[Activity] Locate each line below that includes "StatusCode" and reproduce it.

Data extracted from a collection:
########################################
// fshare-net/src/http.rs
use std::collections::BTreeMap;
use std::path::{Path, PathBuf};

use fshare_common::config::Config;
use fshare_common::error::{FshareError, Result};
use fshare_common::model::{CandidateFile, RepoRef};
use reqwest::header::{HeaderMap, HeaderValue, ACCEPT, USER_AGENT};
use reqwest::{Client, StatusCode};
use tracing::{debug, info, warn};
use url::Url;

use crate::validation::validate_url;

const USER_AGENT_STRING: &str = "fshare installer (Rust)";

/// HTTP access to the repository host.
#[derive(Debug, Clone)]
pub struct RepoClient {
    client: Client,
    base_url: Url,
}

impl RepoClient {
    pub fn new(config: &Config) -> Result<Self> {
        let base_url = validate_url(&config.base_url)?;
        let client = build_http_client(config)?;
        debug!("Repository client ready for {}", base_url);
        Ok(Self { client, base_url })
    }

    /// `{base-url}/{owner}/{name}/{file}`
    pub fn candidate_url(&self, repo: &RepoRef, candidate: CandidateFile) -> Result<Url> {
        let mut url = self.base_url.clone();
        url.path_segments_mut()
            .map_err(|_| {
                FshareError::Config(format!("Base URL '{}' cannot carry a path", self.base_url))
            })?
            .pop_if_empty()
            .extend([repo.owner(), repo.name(), candidate.file_name()]);
        Ok(url)
    }

    /// Probes every candidate in order and stores each one answered with
    /// HTTP 200 in `dest_dir`. Failures are recorded per candidate and never
    /// stop the remaining probes.
    pub async fn fetch(&self, repo: &RepoRef, dest_dir: &Path) -> FetchReport {
        info!("Fetching repo: {}", repo);
        let mut attempts = Vec::with_capacity(CandidateFile::ALL.len());

        for candidate in CandidateFile::ALL {
            let outcome = match self.candidate_url(repo, candidate) {
                Ok(url) => {
                    info!("Trying {} ...", url);
                    let dest = dest_dir.join(candidate.file_name());
                    self.fetch_candidate(&url, &dest).await
                }
                Err(e) => Err(e),
            };
            match &outcome {
                Ok(path) => info!("Downloaded {} to {}", candidate, path.display()),
                Err(FshareError::DownloadError(_, _, reason)) => {
                    warn!("Not found: {} ({})", candidate, reason)
                }
                Err(e) => warn!("Error fetching {}: {}", candidate, e),
            }
            attempts.push(CandidateAttempt { candidate, outcome });
        }

        FetchReport {
            repo: repo.clone(),
            attempts,
        }
    }

    async fn fetch_candidate(&self, url: &Url, dest: &Path) -> Result<PathBuf> {
        let response = self.client.get(url.clone()).send().await.map_err(|e| {
            debug!("HTTP request failed for {url}: {e}");
            FshareError::from(e)
        })?;
        let status = response.status();
        debug!("Received HTTP status: {} for {}", status, url);

        if status != StatusCode::OK {
            return Err(FshareError::DownloadError(
                dest.file_name()
                    .map(|s| s.to_string_lossy().to_string())
                    .unwrap_or_default(),
                url.to_string(),
                format!("HTTP {status}"),
            ));
        }

        let content = response.bytes().await.map_err(|e| {
            FshareError::HttpError(format!("Failed to read response body bytes: {e}"))
        })?;
        fshare_aio::fs::atomic_write_file(dest, &content)?;
        debug!("Wrote {} bytes to {}", content.len(), dest.display());
        Ok(dest.to_path_buf())
    }
}

fn build_http_client(config: &Config) -> Result<Client> {
    let mut headers = HeaderMap::new();
    headers.insert(USER_AGENT, HeaderValue::from_static(USER_AGENT_STRING));
    headers.insert(ACCEPT, HeaderValue::from_static("*/*"));

    let mut builder = Client::builder()
        .default_headers(headers)
        .redirect(reqwest::redirect::Policy::limited(10));
    if let Some(timeout) = config.http_timeout {
        builder = builder.timeout(timeout);
    }
    if let Some(timeout) = config.connect_timeout {
        builder = builder.connect_timeout(timeout);
    }
    builder
        .build()
        .map_err(|e| FshareError::HttpError(format!("Failed to build HTTP client: {e}")))
}

/// Outcome of probing one candidate.
#[derive(Debug)]
pub struct CandidateAttempt {
    pub candidate: CandidateFile,
    pub outcome: Result<PathBuf>,
}

/// Every probe made by [`RepoClient::fetch`], in probe order.
#[derive(Debug)]
pub struct FetchReport {
    repo: RepoRef,
    attempts: Vec<CandidateAttempt>,
}

impl FetchReport {
    pub fn attempts(&self) -> &[CandidateAttempt] {
        &self.attempts
    }

    pub fn retrieved(&self) -> impl Iterator<Item = (CandidateFile, &Path)> {
        self.attempts.iter().filter_map(|a| match &a.outcome {
            Ok(path) => Some((a.candidate, path.as_path())),
            Err(_) => None,
        })
    }

    pub fn contains(&self, candidate: CandidateFile) -> bool {
        self.retrieved().any(|(c, _)| c == candidate)
    }

    /// Folds the attempts into the set of retrieved files. An empty set is
    /// [`FshareError::NotFound`].
    pub fn into_retrieved(self) -> Result<RetrievedSet> {
        let files: BTreeMap<_, _> = self
            .attempts
            .into_iter()
            .filter_map(|a| a.outcome.ok().map(|path| (a.candidate, path)))
            .collect();
        if files.is_empty() {
            return Err(FshareError::NotFound(format!(
                "No files found in repo {}",
                self.repo
            )));
        }
        Ok(RetrievedSet { files })
    }
}

/// Candidates that were downloaded into the workspace.
#[derive(Debug, Clone, PartialEq, Eq)]
pub struct RetrievedSet {
    files: BTreeMap<CandidateFile, PathBuf>,
}

impl RetrievedSet {
    pub fn contains(&self, candidate: CandidateFile) -> bool {
        self.files.contains_key(&candidate)
    }

    pub fn path(&self, candidate: CandidateFile) -> Option<&Path> {
        self.files.get(&candidate).map(PathBuf::as_path)
    }

    /// Retrieved archives in extraction order.
    pub fn archives(&self) -> impl Iterator<Item = (CandidateFile, &Path)> {
        CandidateFile::ARCHIVES
            .into_iter()
            .filter_map(|c| self.path(c).map(|p| (c, p)))
    }

    pub fn candidates(&self) -> Vec<CandidateFile> {
        self.files.keys().copied().collect()
    }

    pub fn len(&self) -> usize {
        self.files.len()
    }

    pub fn is_empty(&self) -> bool {
        self.files.is_empty()
    }
}

#[cfg(test)]
mod tests {
    use std::time::Duration;

    use httpmock::prelude::*;
    use tempfile::TempDir;

    use super::*;

    fn client_for(server: &MockServer) -> RepoClient {
        let base = format!("{}/repos", server.base_url());
        let config = Config::from_lookup(|key| match key {
            "FSHARE_BASE_URL" => Some(base.clone()),
            _ => None,
        })
        .unwrap();
        RepoClient::new(&config).unwrap()
    }

    #[test]
    fn candidate_url_joins_owner_name_and_file() {
        let config = Config::from_lookup(|key| match key {
            "FSHARE_BASE_URL" => Some("https://example.net/repos/".to_string()),
            _ => None,
        })
        .unwrap();
        let client = RepoClient::new(&config).unwrap();
        let repo = RepoRef::parse("alice/tool").unwrap();
        let url = client
            .candidate_url(&repo, CandidateFile::InstallScript)
            .unwrap();
        assert_eq!(url.as_str(), "https://example.net/repos/alice/tool/install.sh");
    }

    #[tokio::test]
    async fn probes_all_candidates_in_order_and_keeps_only_200() {
        let server = MockServer::start();
        let main = server.mock(|when, then| {
            when.method(GET).path("/repos/alice/tool/main.zip");
            then.status(500);
        });
        let app = server.mock(|when, then| {
            when.method(GET).path("/repos/alice/tool/app.zip");
            then.status(200).body("zip-bytes");
        });
        let root = server.mock(|when, then| {
            when.method(GET).path("/repos/alice/tool/root.zip");
            then.status(204);
        });
        let script = server.mock(|when, then| {
            when.method(GET).path("/repos/alice/tool/install.sh");
            then.status(200).body("#!/bin/sh\n");
        });

        let dir = TempDir::new().unwrap();
        let repo = RepoRef::parse("alice/tool").unwrap();
        let report = client_for(&server).fetch(&repo, dir.path()).await;

        let order: Vec<_> = report.attempts().iter().map(|a| a.candidate).collect();
        assert_eq!(order, CandidateFile::ALL);
        main.assert();
        app.assert();
        root.assert();
        script.assert();
        assert!(report.contains(CandidateFile::AppArchive));
        assert!(!report.contains(CandidateFile::MainArchive));

        let retrieved = report.into_retrieved().unwrap();
        assert_eq!(
            retrieved.candidates(),
            vec![CandidateFile::AppArchive, CandidateFile::InstallScript]
        );
        assert_eq!(
            std::fs::read(dir.path().join("app.zip")).unwrap(),
            b"zip-bytes"
        );
        assert!(!dir.path().join("main.zip").exists());
        assert!(!dir.path().join("root.zip").exists());
    }

    #[tokio::test]
    async fn transport_error_does_not_stop_later_probes() {
        let server = MockServer::start();
        let slow = server.mock(|when, then| {
            when.method(GET).path("/repos/alice/tool/main.zip");
            then.status(200).body("late").delay(Duration::from_secs(3));
        });
        let app = server.mock(|when, then| {
            when.method(GET).path("/repos/alice/tool/app.zip");
            then.status(200).body("zip-bytes");
        });
        let base = format!("{}/repos", server.base_url());
        let config = Config::from_lookup(|key| match key {
            "FSHARE_BASE_URL" => Some(base.clone()),
            "FSHARE_HTTP_TIMEOUT_SECS" => Some("1".to_string()),
            _ => None,
        })
        .unwrap();

        let dir = TempDir::new().unwrap();
        let repo = RepoRef::parse("alice/tool").unwrap();
        let report = RepoClient::new(&config).unwrap().fetch(&repo, dir.path()).await;

        slow.assert();
        app.assert();
        let attempts = report.attempts();
        assert_eq!(attempts.len(), 4);
        assert!(matches!(attempts[0].outcome, Err(FshareError::Http(_))));
        assert!(!dir.path().join("main.zip").exists());
        assert_eq!(
            report.into_retrieved().unwrap().candidates(),
            vec![CandidateFile::AppArchive]
        );
    }

    #[tokio::test]
    async fn nothing_retrieved_is_not_found() {
        let server = MockServer::start();
        let dir = TempDir::new().unwrap();
        let repo = RepoRef::parse("alice/missing").unwrap();

        let report = client_for(&server).fetch(&repo, dir.path()).await;
        assert_eq!(report.attempts().len(), 4);
        assert_eq!(report.retrieved().count(), 0);
        assert!(!report.contains(CandidateFile::MainArchive));
        assert!(matches!(
            report.into_retrieved(),
            Err(FshareError::NotFound(_))
        ));
    }

    #[tokio::test]
    async fn archives_are_listed_in_extraction_order() {
        let server = MockServer::start();
        for file in ["root.zip", "main.zip"] {
            server.mock(|when, then| {
                when.method(GET).path(format!("/repos/alice/tool/{file}"));
                then.status(200).body("x");
            });
        }
        let dir = TempDir::new().unwrap();
        let repo = RepoRef::parse("alice/tool").unwrap();
        let retrieved = client_for(&server)
            .fetch(&repo, dir.path())
            .await
            .into_retrieved()
            .unwrap();

        let archives: Vec<_> = retrieved.archives().map(|(c, _)| c).collect();
        assert_eq!(
            archives,
            vec![CandidateFile::MainArchive, CandidateFile::RootArchive]
        );
        assert!(!retrieved.contains(CandidateFile::InstallScript));
    }
}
########################################
[Your solution]
use reqwest::{Client, StatusCode};
        if status != StatusCode::OK {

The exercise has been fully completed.